The average age of statins trial participants was 58.5 years; only 16.3% were women. Statins reduced cardiovascular disease (CVD) incidence by about 25% in both men and women. Older people up to 75 years of age also benefited. Meta-analysis and two landmark trials confirmed these results. The average age of NSAIDs trial participants was 61.9 years and women were well represented (68.5%). Gastrointestinal (GI) adverse events were commonly reported, but renal side-effects were not. Outcomes were seldom reported according to socio-demographic group. For both drugs, USA trials were more inclusive than UK/European trials. Ethnicity was not well reported for either drug. Some 23% of the cohort were treated with statins. Users were younger than non-statins users (but no more likely to be male) and had superior outcomes. High current exposure to NSAIDs elevated the risk of GI side-effects by about 50% versus no current exposure and renal impairment risk by nearly 140%. Side-effect risk increased with age; being female diminished risk. Approximately 537,000 incident cases of CVD would qualify for statins use in England each year. Women constitute 45% of this population with need, two-thirds of whom are aged 65 years or over. Need varies by ethnic group. No sex bias in prescribing statins was detected, but use was commoner in younger people. For NSAIDs, 6.3% of adults aged 35+ years reported hip and/or knee pain associated with OA; 3.9% of adults used prescribed analgesics for this and they were more likely to be women and to be >65 years old. For statins, women formed almost half of the 'with need' and 'on treatment' populations, but were markedly under-represented in trials. Those aged 65+ years formed nearly two-thirds of the 'with need' population, but only one-fifth of trial samples, and were less likely to be treated than younger subjects. For NSAIDs, women formed similar proportions. Associations of side-effects with socio-demographic factors was revealed in cohort data but not in trials.
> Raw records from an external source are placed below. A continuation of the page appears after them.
//! Errores de persistencia.
//! Agrupa los fallos de I/O y de los formatos de artifact (JSON y Parquet).

use thiserror::Error;

#[derive(Debug, Error)]
pub enum PersistenceError {
    #[error("io: {0}")]
    Io(#[from] std::io::Error),
    #[error("parquet: {0}")]
    Parquet(#[from] parquet::errors::ParquetError),
    #[error("arrow: {0}")]
    Arrow(#[from] arrow::error::ArrowError),
    #[error("json: {0}")]
    Json(#[from] serde_json::Error),
    #[error("malformed artifact: {0}")]
    Malformed(String),
}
The issue of exclusion from trials of women, older people and ethnic minorities has been relatively neglected in the UK research community, and there is confusion about diversity issues. Under-representation occurs, but in drug trials at least this may not always affect the external validity of relative effect estimates. However, measures of absolute effectiveness, absolute harm and cost-effectiveness are associated with underlying risk levels in different socio-demographic groups. Under-representation will therefore bias absolute effect estimates. The following areas are suggested for future research: multi-disciplinary assessment of realistic options for trialists to address the issue of exclusions; clarification of the use of ethnic categories in health research and of the implications of the different dimensions of ageing and sex/gender; identification of barriers and facilitators to the involvement of different population groups in research, further investigation of the susceptibility of older men to NSAID adverse events, and the development of a 'register of registries and databases' and exploration of how linked health information systems in the UK could be improved.